Rapid Sequence Intubation (RSI), also referred to as Drug-Assisted Intubation (DAI), is a critical procedure utilized to safely secure the airway in children with impending respiratory failure or profound hypoxemia.
A Glasgow Coma Scale (GCS) score of less than 8, often seen in conditions like status epilepticus or traumatic brain injury, is a primary indication for immediate intubation to protect the airway.
RSI is also indicated for refractory hypoxemia (inability of supplemental oxygen to raise PaO2 to 55-60 mmHg), severe hypercarbia (PaCO2 > 45 mmHg), apnea, or the loss of protective airway reflexes.
Cardiovascular signs of profound hypoxia, including marked tachycardia, severe bradycardia, or hypotension, necessitate urgent airway control.
Pre-Intubation Preparation and Adjuncts
Preoxygenation with 100% oxygen is a mandatory initial step to maximize oxygen reserves, and the clinician must anticipate and prepare for potential procedure-induced hypotension.
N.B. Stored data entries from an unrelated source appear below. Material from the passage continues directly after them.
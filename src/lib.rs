pub mod adb;
pub mod args;
pub mod config;

pub use adb::{AdbError, AdbResult, Session};
pub use config::Settings;
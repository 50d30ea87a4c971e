// ADB module - client for the adb server's host protocol
// This module talks to an adb server already listening on the host (TCP,
// port 5037 by default): device listing, transport selection, remote shell
// and file transfer through the sync sub-protocol.

pub mod codec;
pub mod connection;
pub mod error;
pub mod host;
pub mod resolver;
pub mod session;
pub mod sync;
pub mod types;


// Re-export the main types and functions for easy access
pub use connection::{Connection, ConnectionState};
pub use error::{AdbError, AdbResult};
pub use host::{Outcome, ResponseBody, ServiceKind, ServiceRequest};
pub use resolver::DeviceSource;
pub use session::Session;
pub use sync::{SyncEngine, SyncPhase};
pub use types::{DeviceRecord, Direction, RemoteStat, TransferProgress, TransferSummary};
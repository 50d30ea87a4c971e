use std::path::PathBuf;
use thiserror::Error;

/// A specialized `Result` type for ADB operations.
pub type AdbResult<T> = Result<T, AdbError>;

/// The error type for all ADB-related operations.
#[derive(Debug, Error)]
pub enum AdbError {
    #[error("Failed to connect to adb server at {addr}: {source}. Is the adb server running?")]
    Connect {
        addr: String,
        source: std::io::Error,
    },

    #[error("Connection to adb server dropped: {source}")]
    ConnectionLost {
        #[from]
        source: std::io::Error,
    },

    /// The server answered `FAIL`; the message is its text, unmodified.
    #[error("{message}")]
    ProtocolFail { message: String },

    #[error("failed to copy '{}' to '{remote}': {message}", local.display())]
    TransferFailed {
        local: PathBuf,
        remote: String,
        message: String,
    },

    #[error("ADB protocol desync: expected {expected}, got {found}")]
    FramingDesync { expected: String, found: String },

    #[error("adb: error: cannot stat '{}': No such file or directory", path.display())]
    LocalFileMissing { path: PathBuf },

    #[error("Local file error on '{}': {source}", path.display())]
    LocalIo {
        path: PathBuf,
        source: std::io::Error,
    },

    #[error("adb: error: remote object '{path}' does not exist")]
    RemoteNotFound { path: String },

    #[error("adb: error: remote object '{path}' is a directory")]
    RemoteIsDirectory { path: String },

    #[error("No device found. Pass -s <serial>, set ANDROID_SERIAL or connect a device.")]
    NoDeviceFound,

    #[error("Request of {len} bytes exceeds the 65535 byte host frame limit")]
    RequestTooLong { len: usize },

    #[error("Service '{service}' needs a device transport; select one with host:transport first")]
    TransportNotSelected { service: String },
}

impl AdbError {
    /// Builds a `FramingDesync` from the raw bytes found on the wire.
    pub fn desync(expected: impl Into<String>, found: &[u8]) -> Self {
        AdbError::FramingDesync {
            expected: expected.into(),
            found: format!("{:?}", String::from_utf8_lossy(found)),
        }
    }

    pub fn local_io(path: impl Into<PathBuf>, source: std::io::Error) -> Self {
        AdbError::LocalIo {
            path: path.into(),
            source,
        }
    }

    /// Check if this error means the byte stream lost its framing
    pub fn is_framing_desync(&self) -> bool {
        matches!(self, AdbError::FramingDesync { .. })
    }

    /// Check if the adb server itself reported the failure
    pub fn is_server_failure(&self) -> bool {
        matches!(
            self,
            AdbError::ProtocolFail { .. }
                | AdbError::TransferFailed { .. }
                | AdbError::RemoteNotFound { .. }
                | AdbError::RemoteIsDirectory { .. }
        )
    }
}
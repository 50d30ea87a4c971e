// Core ADB types shared by the dispatcher, the sync engine and callers
use serde::Serialize;
use std::fmt;

/// One line of a `host:devices` listing, e.g. `emulator-5554\tdevice`.
#[derive(Debug, PartialEq, Eq, Serialize, Clone)]
pub struct DeviceRecord {
    pub serial: String,
    pub state: String,
}

impl DeviceRecord {
    /// Parses one listing line. The first whitespace token is the serial;
    /// lines without one yield `None`.
    pub fn parse_line(line: &str) -> Option<Self> {
        let mut parts = line.split_whitespace();
        let serial = parts.next()?.to_string();
        let state = parts.next().unwrap_or("unknown").to_string();
        Some(DeviceRecord { serial, state })
    }

    pub fn parse_listing(body: &str) -> Vec<Self> {
        body.lines().filter_map(Self::parse_line).collect()
    }
}

impl fmt::Display for DeviceRecord {
    fn fmt(&self, f: &mut fmt::Formatter<'_>) -> fmt::Result {
        write!(f, "{}\t{}", self.serial, self.state)
    }
}

const S_IFMT: u32 = 0o170_000;
const S_IFDIR: u32 = 0o040_000;

/// The 12 byte STAT reply. All zero means the path does not exist.
#[derive(Debug, Clone, Copy, PartialEq, Eq, Default, Serialize)]
pub struct RemoteStat {
    pub mode: u32,
    pub size: u32,
    pub mtime: u32,
}

impl RemoteStat {
    pub fn exists(&self) -> bool {
        *self != RemoteStat::default()
    }

    pub fn is_dir(&self) -> bool {
        self.mode & S_IFMT == S_IFDIR
    }
}

/// Byte counter for one transfer; `expected_length` is only known on RECV.
#[derive(Debug, Clone, Copy, PartialEq, Eq, Default)]
pub struct TransferProgress {
    pub bytes_transferred: u64,
    pub expected_length: Option<u64>,
}

impl TransferProgress {
    pub fn expecting(length: u64) -> Self {
        Self {
            bytes_transferred: 0,
            expected_length: Some(length),
        }
    }

    pub fn add(&mut self, chunk_len: usize) {
        self.bytes_transferred += chunk_len as u64;
    }
}

#[derive(Debug, Clone, Copy, PartialEq, Eq, Serialize)]
#[serde(rename_all = "lowercase")]
pub enum Direction {
    Pushed,
    Pulled,
}

/// Final report of a push or pull, printed as
/// `hello.txt: 1 file pushed. (12 bytes)`.
#[derive(Debug, Clone, PartialEq, Eq, Serialize)]
pub struct TransferSummary {
    pub direction: Direction,
    pub name: String,
    pub bytes: u64,
}

impl fmt::Display for TransferSummary {
    fn fmt(&self, f: &mut fmt::Formatter<'_>) -> fmt::Result {
        let verb = match self.direction {
            Direction::Pushed => "pushed",
            Direction::Pulled => "pulled",
        };
        write!(f, "{}: 1 file {verb}. ({} bytes)", self.name, self.bytes)
    }
}
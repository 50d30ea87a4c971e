use std::env;
use std::process::Command;
use time::OffsetDateTime;

fn main() {
    println!("cargo:rerun-if-env-changed=SOURCE_DATE_EPOCH");

    let build_year = env::var("SOURCE_DATE_EPOCH")
        .ok()
        .and_then(|raw| raw.parse::<i64>().ok())
        .and_then(|epoch| OffsetDateTime::from_unix_timestamp(epoch).ok())
        .map(|dt| dt.year())
        .unwrap_or_else(|| OffsetDateTime::now_utc().year());
    println!("cargo:rustc-env=ADB_SYNC_BUILD_YEAR={build_year}");

    let package_version = env::var("CARGO_PKG_VERSION").unwrap_or_else(|_| "0.0.0".to_string());

    // Release builds report the plain crate version; anything else is "-dev"
    // unless HEAD sits exactly on the matching tag.
    let profile = env::var("PROFILE").unwrap_or_default();
    let tagged = profile == "release" || {
        println!("cargo:rerun-if-changed=.git/HEAD");
        println!("cargo:rerun-if-changed=.git/refs/tags");
        Command::new("git")
            .args(["describe", "--tags", "--exact-match"])
            .output()
            .ok()
            .filter(|output| output.status.success())
            .and_then(|output| String::from_utf8(output.stdout).ok())
            .is_some_and(|tag| tag.trim() == format!("v{package_version}"))
    };

    let display_version = if tagged {
        package_version
    } else {
        format!("{package_version}-dev")
    };
    println!("cargo:rustc-env=ADB_SYNC_VERSION_DISPLAY={display_version}");
}
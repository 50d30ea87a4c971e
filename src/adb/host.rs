// Host service requests: framing, the OKAY/FAIL handshake and per-service replies
use super::codec::{self, FAIL, OKAY};
use super::connection::{Connection, ConnectionState};
use super::error::{AdbError, AdbResult};
use super::types::DeviceRecord;
use log::{debug, trace};
use tokio::io::{AsyncRead, AsyncWrite};

const VERSION_SERVICE: &str = "host:version";
const DEVICES_SERVICE: &str = "host:devices";
const TRANSPORT_SERVICE: &str = "host:transport:";
const SHELL_SERVICE: &str = "shell:";
const SYNC_SERVICE: &str = "sync:";

/// A host request as it goes on the wire: `hex4(len) + service_id + argument`.
#[derive(Debug, Clone, PartialEq, Eq)]
pub struct ServiceRequest {
    pub service_id: &'static str,
    pub argument: String,
}

impl ServiceRequest {
    pub fn frame(&self) -> AdbResult<Vec<u8>> {
        codec::host_frame(self.service_id, &self.argument)
    }
}

/// Which service a request targets. Chosen before sending; the reply is
/// read according to this tag, never inferred from the reply text.
#[derive(Debug, Clone, PartialEq, Eq)]
pub enum ServiceKind {
    Version,
    Devices,
    Transport(String),
    Shell(String),
    Sync,
}

impl ServiceKind {
    pub fn request(&self) -> ServiceRequest {
        let (service_id, argument) = match self {
            ServiceKind::Version => (VERSION_SERVICE, ""),
            ServiceKind::Devices => (DEVICES_SERVICE, ""),
            ServiceKind::Transport(serial) => (TRANSPORT_SERVICE, serial.as_str()),
            ServiceKind::Shell(command) => (SHELL_SERVICE, command.as_str()),
            ServiceKind::Sync => (SYNC_SERVICE, ""),
        };
        ServiceRequest {
            service_id,
            argument: argument.to_string(),
        }
    }

    pub fn frame(&self) -> AdbResult<Vec<u8>> {
        self.request().frame()
    }

    /// Parses a decoded service string back into its kind.
    pub fn parse(service: &str) -> Option<Self> {
        match service {
            VERSION_SERVICE => Some(ServiceKind::Version),
            DEVICES_SERVICE => Some(ServiceKind::Devices),
            SYNC_SERVICE => Some(ServiceKind::Sync),
            _ => {
                if let Some(serial) = service.strip_prefix(TRANSPORT_SERVICE) {
                    Some(ServiceKind::Transport(serial.to_string()))
                } else {
                    service
                        .strip_prefix(SHELL_SERVICE)
                        .map(|command| ServiceKind::Shell(command.to_string()))
                }
            }
        }
    }

    /// Device services only make sense after a transport has been selected.
    fn needs_transport(&self) -> bool {
        matches!(self, ServiceKind::Shell(_) | ServiceKind::Sync)
    }
}

#[derive(Debug, Clone, PartialEq, Eq)]
pub enum ResponseBody {
    None,
    Version(u32),
    Devices(Vec<DeviceRecord>),
    Lines(Vec<String>),
}

#[derive(Debug, Clone, PartialEq, Eq)]
pub enum Outcome {
    Okay(ResponseBody),
    Fail(String),
}

impl Outcome {
    pub fn into_result(self) -> AdbResult<ResponseBody> {
        match self {
            Outcome::Okay(body) => Ok(body),
            Outcome::Fail(message) => Err(AdbError::ProtocolFail { message }),
        }
    }
}

/// Sends `kind` on `conn` and reads its reply. Shell output is collected.
pub async fn dispatch<S>(conn: &mut Connection<S>, kind: &ServiceKind) -> AdbResult<Outcome>
where
    S: AsyncRead + AsyncWrite + Unpin,
{
    let mut lines = Vec::new();
    let outcome = dispatch_with(conn, kind, |line| lines.push(line.to_string())).await?;
    Ok(match outcome {
        Outcome::Okay(ResponseBody::None) if matches!(kind, ServiceKind::Shell(_)) => {
            Outcome::Okay(ResponseBody::Lines(lines))
        }
        other => other,
    })
}

/// Sends `kind` on `conn` and reads its reply, handing each shell output
/// line to `on_line` as it arrives.
pub async fn dispatch_with<S, F>(
    conn: &mut Connection<S>,
    kind: &ServiceKind,
    mut on_line: F,
) -> AdbResult<Outcome>
where
    S: AsyncRead + AsyncWrite + Unpin,
    F: FnMut(&str),
{
    let request = kind.request();
    if kind.needs_transport() && !matches!(conn.state(), ConnectionState::TransportActive { .. }) {
        return Err(AdbError::TransportNotSelected {
            service: format!("{}{}", request.service_id, request.argument),
        });
    }

    let frame = request.frame()?;
    conn.send(&frame).await?;
    if conn.verbose() {
        debug!("-> {}", String::from_utf8_lossy(&frame));
    } else {
        debug!("-> {}{}", request.service_id, request.argument);
    }

    let status = conn.read_word().await?;
    debug!("<- {}", String::from_utf8_lossy(&status));
    if &status == FAIL {
        let len = conn.read_hex_length().await?;
        let message = String::from_utf8_lossy(&conn.read_bytes(len).await?).into_owned();
        debug!("<- {message}");
        return Ok(Outcome::Fail(message));
    }
    if &status != OKAY {
        return Err(AdbError::desync("OKAY or FAIL", &status));
    }

    let body = match kind {
        ServiceKind::Version => {
            let len = conn.read_hex_length().await?;
            let raw = conn.read_bytes(len).await?;
            let text = String::from_utf8_lossy(&raw);
            let version = u32::from_str_radix(text.trim(), 16)
                .map_err(|_| AdbError::desync("hex server version", &raw))?;
            debug!("<- {text} (adb server version {version})");
            ResponseBody::Version(version)
        }
        ServiceKind::Devices => {
            let len = conn.read_hex_length().await?;
            let raw = conn.read_bytes(len).await?;
            let devices = DeviceRecord::parse_listing(&String::from_utf8_lossy(&raw));
            trace!("<- {} device line(s)", devices.len());
            ResponseBody::Devices(devices)
        }
        ServiceKind::Transport(serial) => {
            conn.set_state(ConnectionState::TransportActive {
                serial: serial.clone(),
            });
            debug!("Transport established with {serial}");
            ResponseBody::None
        }
        ServiceKind::Shell(_) => {
            while let Some(line) = conn.read_line().await? {
                trace!("<- {line}");
                on_line(&line);
            }
            ResponseBody::None
        }
        ServiceKind::Sync => {
            let serial = conn.serial().unwrap_or_default().to_string();
            conn.set_state(ConnectionState::SyncMode { serial });
            ResponseBody::None
        }
    };
    Ok(Outcome::Okay(body))
}
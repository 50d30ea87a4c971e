use crate::config::{FileMode, Settings};
use std::env;
use std::path::PathBuf;

#[derive(Debug, Clone, PartialEq, Eq)]
pub enum Command {
    Devices,
    Push { local: PathBuf, remote: String },
    Pull { remote: String, local: Option<PathBuf> },
    Shell(String),
    Version,
}

#[derive(Debug)]
pub struct Args {
    pub command: Command,
    pub settings: Settings,
}

impl Args {
    /// Parses the process arguments on top of the environment settings.
    /// `Ok(None)` means help or version was printed and there is nothing to run.
    pub fn parse() -> Result<Option<Self>, String> {
        let args: Vec<String> = env::args().skip(1).collect();
        Self::parse_from(args, Settings::from_env())
    }

    pub fn parse_from<I>(args: I, mut settings: Settings) -> Result<Option<Self>, String>
    where
        I: IntoIterator<Item = String>,
    {
        let mut args = args.into_iter();
        let mut positional: Vec<String> = Vec::new();

        while let Some(arg) = args.next() {
            // Everything after the shell command word belongs to the command.
            if positional.first().is_some_and(|c| c == "shell") {
                positional.push(arg);
                continue;
            }
            if arg == "--help" || arg == "-h" {
                print_help();
                return Ok(None);
            } else if arg == "--version" || arg == "-v" {
                println!(
                    "Android ADB Sync v{} ({})",
                    env!("ADB_SYNC_VERSION_DISPLAY"),
                    env!("ADB_SYNC_BUILD_YEAR")
                );
                return Ok(None);
            } else if arg == "--log" {
                settings.logging = true;
            } else if arg == "--verbose" {
                settings.logging = true;
                settings.verbose = true;
            } else if arg == "-s" {
                match args.next() {
                    Some(serial) if !serial.is_empty() => settings.serial = Some(serial),
                    _ => return Err("-s requires a device serial".to_string()),
                }
            } else if let Some(val) = arg.strip_prefix("--mode=") {
                settings.file_mode =
                    FileMode::parse(val).ok_or_else(|| format!("Invalid file mode: {val}"))?;
            } else if let Some(val) = arg.strip_prefix("--port=") {
                settings.port = match val.parse::<u16>() {
                    Ok(port) if port != 0 => port,
                    _ => return Err(format!("Invalid port value: {val}")),
                };
            } else if let Some(val) = arg.strip_prefix("--host=") {
                if val.is_empty() {
                    return Err("--host requires a value".to_string());
                }
                settings.host = val.to_string();
            } else if arg.starts_with('-') {
                return Err(format!("Unknown argument: {arg}"));
            } else {
                positional.push(arg);
            }
        }

        let command = match positional.as_slice() {
            [] => return Err("Missing command".to_string()),
            [cmd] if cmd == "devices" => Command::Devices,
            [cmd] if cmd == "version" => Command::Version,
            [cmd, local, remote] if cmd == "push" => Command::Push {
                local: PathBuf::from(local),
                remote: remote.clone(),
            },
            [cmd, remote] if cmd == "pull" => Command::Pull {
                remote: remote.clone(),
                local: None,
            },
            [cmd, remote, local] if cmd == "pull" => Command::Pull {
                remote: remote.clone(),
                local: Some(PathBuf::from(local)),
            },
            [cmd, rest @ ..] if cmd == "shell" && !rest.is_empty() => Command::Shell(rest.join(" ")),
            [cmd, ..] => return Err(format!("Invalid usage of '{cmd}'")),
        };

        Ok(Some(Args { command, settings }))
    }
}

pub fn print_help() {
    println!("🤖 Android ADB Sync Tool");
    println!();
    println!("USAGE:");
    println!("    android-adb-sync [FLAGS] <COMMAND>");
    println!();
    println!("COMMANDS:");
    println!("    devices                 List devices known to the adb server");
    println!("    push LOCAL REMOTE       Copy a local file to the device");
    println!("    pull REMOTE [LOCAL]     Copy a device file to the host");
    println!("    shell CMD...            Run a command in the device shell");
    println!("    version                 Show the adb server version");
    println!();
    println!("FLAGS:");
    println!("    -s SERIAL               Target device (default: $ANDROID_SERIAL, then first listed)");
    println!("    --log                   Print protocol exchanges");
    println!("    --verbose               Print full framed requests (implies --log)");
    println!("    --mode=N|local          File mode sent on push (default: 33204, 0o100664)");
    println!("    --host=H                adb server host (default: 127.0.0.1)");
    println!("    --port=N                adb server port (default: 5037)");
    println!("    --help, -h              Show this help message");
    println!("    --version, -v           Show version information");
    println!();
    println!("EXAMPLES:");
    println!("    android-adb-sync devices");
    println!("    android-adb-sync push hello.txt /sdcard/hello.txt");
    println!("    android-adb-sync -s emulator-5554 pull /sdcard/streaming.png");
    println!("    android-adb-sync shell ls -la /sdcard");
}
use android_adb_sync::adb::{AdbResult, Session};
use android_adb_sync::args::{Args, Command, print_help};
use env_logger::Env;
use std::process::ExitCode;

fn main() -> ExitCode {
    let args = match Args::parse() {
        Ok(Some(args)) => args,
        Ok(None) => return ExitCode::SUCCESS,
        Err(message) => {
            eprintln!("❌ {message}");
            print_help();
            return ExitCode::from(2);
        }
    };

    // RUST_LOG still wins when set.
    let level = args.settings.log_level().to_string().to_lowercase();
    env_logger::Builder::from_env(Env::default().default_filter_or(level)).init();

    let rt = match tokio::runtime::Builder::new_current_thread().enable_all().build() {
        Ok(rt) => rt,
        Err(e) => {
            eprintln!("❌ Failed to start runtime: {e}");
            return ExitCode::FAILURE;
        }
    };

    let session = Session::new(args.settings);
    match rt.block_on(run(&session, args.command)) {
        Ok(()) => ExitCode::SUCCESS,
        Err(e) => {
            eprintln!("❌ {e}");
            ExitCode::FAILURE
        }
    }
}

async fn run(session: &Session, command: Command) -> AdbResult<()> {
    match command {
        Command::Devices => {
            let devices = session.devices().await?;
            println!("List of devices attached");
            for device in devices {
                println!("{device}");
            }
        }
        Command::Version => {
            println!("Android ADB Sync v{}", env!("ADB_SYNC_VERSION_DISPLAY"));
            let version = session.server_version().await?;
            println!("adb server version {version} ({version:04x})");
        }
        Command::Shell(cmd) => {
            session.shell(&cmd, None, |line| println!("{line}")).await?;
        }
        Command::Push { local, remote } => {
            let summary = session.push(&local, &remote, None).await?;
            println!("{summary}");
        }
        Command::Pull { remote, local } => {
            let summary = session.pull(&remote, local.as_deref(), None).await?;
            println!("{summary}");
        }
    }
    Ok(())
}
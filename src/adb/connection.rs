// One socket to the adb server, owned for the length of one logical operation
use super::codec::{self, WORD_SIZE};
use super::error::{AdbError, AdbResult};
use log::{debug, trace};
use tokio::io::{
    AsyncBufReadExt, AsyncRead, AsyncReadExt, AsyncWrite, AsyncWriteExt, BufReader,
};
use tokio::net::TcpStream;

/// What the server currently associates with this socket.
#[derive(Debug, Clone, PartialEq, Eq)]
pub enum ConnectionState {
    /// Fresh socket; only `host:` services are valid.
    Idle,
    /// `host:transport:<serial>` succeeded; the next request goes to the device.
    TransportActive { serial: String },
    /// `sync:` succeeded; the socket speaks the binary sync sub-protocol.
    SyncMode { serial: String },
}

pub struct Connection<S> {
    stream: BufReader<S>,
    state: ConnectionState,
    verbose: bool,
}

impl Connection<TcpStream> {
    /// Opens a TCP connection to the adb server at `addr` (`host:port`).
    pub async fn open(addr: &str, verbose: bool) -> AdbResult<Self> {
        debug!("Connecting to adb server at {addr}");
        let stream = TcpStream::connect(addr)
            .await
            .map_err(|source| AdbError::Connect {
                addr: addr.to_string(),
                source,
            })?;
        if let Err(e) = stream.set_nodelay(true) {
            debug!("Failed to set TCP_NODELAY: {e}");
        }
        Ok(Self::new(stream, verbose))
    }
}

impl<S: AsyncRead + AsyncWrite + Unpin> Connection<S> {
    pub fn new(stream: S, verbose: bool) -> Self {
        Self {
            stream: BufReader::new(stream),
            state: ConnectionState::Idle,
            verbose,
        }
    }

    pub fn state(&self) -> &ConnectionState {
        &self.state
    }

    pub(crate) fn set_state(&mut self, state: ConnectionState) {
        trace!("connection state {:?} -> {:?}", self.state, state);
        self.state = state;
    }

    /// Serial of the selected device, in transport or sync state.
    pub fn serial(&self) -> Option<&str> {
        match &self.state {
            ConnectionState::Idle => None,
            ConnectionState::TransportActive { serial } | ConnectionState::SyncMode { serial } => {
                Some(serial)
            }
        }
    }

    /// Whether wire traces should show full frames instead of just payloads.
    pub fn verbose(&self) -> bool {
        self.verbose
    }

    /// Writes `bytes` and flushes them to the socket.
    pub async fn send(&mut self, bytes: &[u8]) -> AdbResult<()> {
        self.stream.write_all(bytes).await?;
        self.stream.flush().await?;
        Ok(())
    }

    pub async fn read_exact_into(&mut self, buf: &mut [u8]) -> AdbResult<()> {
        self.stream.read_exact(buf).await?;
        Ok(())
    }

    /// Reads one 4 byte word: a status, a sync id or a length prefix.
    pub async fn read_word(&mut self) -> AdbResult<[u8; WORD_SIZE]> {
        let mut word = [0u8; WORD_SIZE];
        self.read_exact_into(&mut word).await?;
        Ok(word)
    }

    /// Reads a 4 digit ASCII hex length (host framing).
    pub async fn read_hex_length(&mut self) -> AdbResult<usize> {
        let word = self.read_word().await?;
        codec::parse_hex_length(&word)
    }

    /// Reads a 4 byte little-endian word (sync framing).
    pub async fn read_le_word(&mut self) -> AdbResult<u32> {
        Ok(codec::decode_le_word(self.read_word().await?))
    }

    pub async fn read_bytes(&mut self, len: usize) -> AdbResult<Vec<u8>> {
        let mut buf = vec![0u8; len];
        self.read_exact_into(&mut buf).await?;
        Ok(buf)
    }

    /// Reads one `\n` terminated line without its line ending.
    /// Returns `None` once the server has closed its side.
    pub async fn read_line(&mut self) -> AdbResult<Option<String>> {
        let mut raw = Vec::new();
        if self.stream.read_until(b'\n', &mut raw).await? == 0 {
            return Ok(None);
        }
        if raw.last() == Some(&b'\n') {
            raw.pop();
        }
        if raw.last() == Some(&b'\r') {
            raw.pop();
        }
        Ok(Some(String::from_utf8_lossy(&raw).into_owned()))
    }

    /// Shuts the socket down. Errors are only logged: the operation's own
    /// result is what the caller needs.
    pub async fn close(mut self) {
        if let Err(e) = self.stream.shutdown().await {
            debug!("Error while closing adb connection: {e}");
        }
        debug!("Closed adb connection");
    }
}

#[cfg(test)]
mod tests {
    use super::*;
    use tokio::io::duplex;

    #[tokio::test]
    async fn reads_words_lengths_and_lines() {
        let (client, mut server) = duplex(256);
        let mut conn = Connection::new(client, false);

        server
            .write_all(b"OKAY000c\x0c\x00\x00\x00line one\r\nline two\n")
            .await
            .unwrap();
        drop(server);

        assert_eq!(&conn.read_word().await.unwrap(), b"OKAY");
        assert_eq!(conn.read_hex_length().await.unwrap(), 12);
        assert_eq!(conn.read_le_word().await.unwrap(), 12);
        assert_eq!(conn.read_line().await.unwrap().as_deref(), Some("line one"));
        assert_eq!(conn.read_line().await.unwrap().as_deref(), Some("line two"));
        assert_eq!(conn.read_line().await.unwrap(), None);
    }

    #[tokio::test]
    async fn short_read_is_connection_lost() {
        let (client, mut server) = duplex(64);
        let mut conn = Connection::new(client, false);
        server.write_all(b"OK").await.unwrap();
        drop(server);

        let err = conn.read_word().await.unwrap_err();
        assert!(matches!(err, AdbError::ConnectionLost { .. }));
    }

    #[tokio::test]
    async fn serial_follows_state() {
        let (client, _server) = duplex(64);
        let mut conn = Connection::new(client, false);
        assert_eq!(conn.serial(), None);
        conn.set_state(ConnectionState::TransportActive {
            serial: "emulator-5554".to_string(),
        });
        assert_eq!(conn.serial(), Some("emulator-5554"));
    }

    #[tokio::test]
    async fn open_reports_unreachable_server() {
        // Bind then drop to get a port nothing listens on.
        let listener = tokio::net::TcpListener::bind("127.0.0.1:0").await.unwrap();
        let addr = listener.local_addr().unwrap().to_string();
        drop(listener);

        let err = Connection::open(&addr, false).await.err().unwrap();
        assert!(matches!(err, AdbError::Connect { .. }));
    }
}
//! Play-count accounting
//!
//! The player engine records exactly one play per logical start through this
//! seam. The write is detached from transport controls: its failure is
//! logged, never retried, and never fails playback.

use crate::error::Result;
use axum::async_trait;
use sqlx::SqlitePool;
use uuid::Uuid;

/// Records one logical play start for a meditation
#[async_trait]
pub trait PlayTracker: Send + Sync {
    async fn record_play(&self, meditation_id: Uuid) -> Result<()>;
}

/// Tracker writing directly to the library store
pub struct DbPlayTracker {
    db: SqlitePool,
}

impl DbPlayTracker {
    pub fn new(db: SqlitePool) -> Self {
        Self { db }
    }
}

#[async_trait]
impl PlayTracker for DbPlayTracker {
    async fn record_play(&self, meditation_id: Uuid) -> Result<()> {
        crate::db::meditations::increment_play_count(&self.db, meditation_id).await
    }
}

#[cfg(test)]
mod tests {
    use super::*;
    use crate::db::meditations::{create_meditation, get_meditation, NewMeditation};
    use crate::db::users::{create_user, NewUser};
    use genzen_common::model::{MeditationSettings, MeditationType};
    use sqlx::sqlite::SqlitePoolOptions;

    #[tokio::test]
    async fn test_db_tracker_increments_play_count() {
        let pool = SqlitePoolOptions::new()
            .max_connections(1)
            .connect("sqlite::memory:")
            .await
            .unwrap();
        crate::db::init::create_tables(&pool).await.unwrap();

        let owner = create_user(
            &pool,
            NewUser {
                email: "o@example.com".to_string(),
                name: "O".to_string(),
                auth_provider: "firebase".to_string(),
                subject_id: "sub-o".to_string(),
                preferences: serde_json::json!({}),
            },
        )
        .await
        .unwrap();

        let meditation = create_meditation(
            &pool,
            NewMeditation {
                user_id: owner.id,
                meditation_type: MeditationType::Mindfulness,
                title: "Mindfulness Meditation".to_string(),
                description: None,
                duration: 10,
                script: "Notice the breath.".to_string(),
                audio_url: None,
                settings: MeditationSettings::default(),
                customization: None,
            },
        )
        .await
        .unwrap();

        let tracker = DbPlayTracker::new(pool.clone());
        tracker.record_play(meditation.id).await.unwrap();

        let fetched = get_meditation(&pool, meditation.id).await.unwrap().unwrap();
        assert_eq!(fetched.play_count, 1);
    }
}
The application of cricoid pressure can be considered in unconscious children to minimize the risk of gastric aspiration; however, it must be promptly discontinued if it impedes bag-mask ventilation or interferes with the ease of intubation.
The intubation procedure should be gentle and strictly controlled; prolonged or multiple intubation attempts must be avoided to prevent secondary physiological derangements.
Atropine is not routinely recommended prior to intubation but should be used as a premedication when the risk of bradycardia is elevated, such as in young infants, near-drowning patients, or when succinylcholine is administered.
In patients with suspected raised intracranial pressure (ICP), a cerebroprotective DAI approach is preferred, utilizing pharmacological adjuncts like intravenous lidocaine to blunt the reflex increase in ICP triggered by airway manipulation.
Induction Agents (Sedation and Analgesia)
RSI must always precede the neuromuscular blockade with an appropriate sedative or anesthetic agent to provide amnesia, reduce anxiety, and blunt catecholamine release.
Ketamine is the induction agent of choice in children presenting with acute severe asthma due to its potent bronchodilatory effects and minimal respiratory depression.
For hemodynamically stable children, particularly those with raised ICP, induction can be achieved using midazolam (0.2-0.3 mg/kg IV) or etomidate (0.1-0.3 mg/kg IV), often combined with fentanyl (5-10 mcg/kg IV) for analgesia.
Midazolam should be avoided in hemodynamically unstable patients to prevent precipitous drops in blood pressure.
In cases of cardiogenic shock, sedatives can dangerously blunt endogenous catecholamines and reduce right ventricular preload; therefore, pre-medication with small boluses of epinephrine may be required to counterbalance these hemodynamic effects.
Neuromuscular Blockade (Paralysis)
Following the administration of the sedative, a rapid-acting muscle relaxant is given to achieve complete vocal cord paralysis and optimize intubating conditions.
Short-acting non-depolarizing neuromuscular blocking agents are frequently recommended for this purpose.
Standard non-depolarizing options include vecuronium (0.1 mg/kg IV), atracurium (0.5 mg/kg IV), or rocuronium (0.6-1.2 mg/kg IV).
Succinylcholine, a depolarizing agent, may also be utilized to facilitate rapid intubation, provided that atropine premedication is considered to mitigate the risk of severe bradycardia.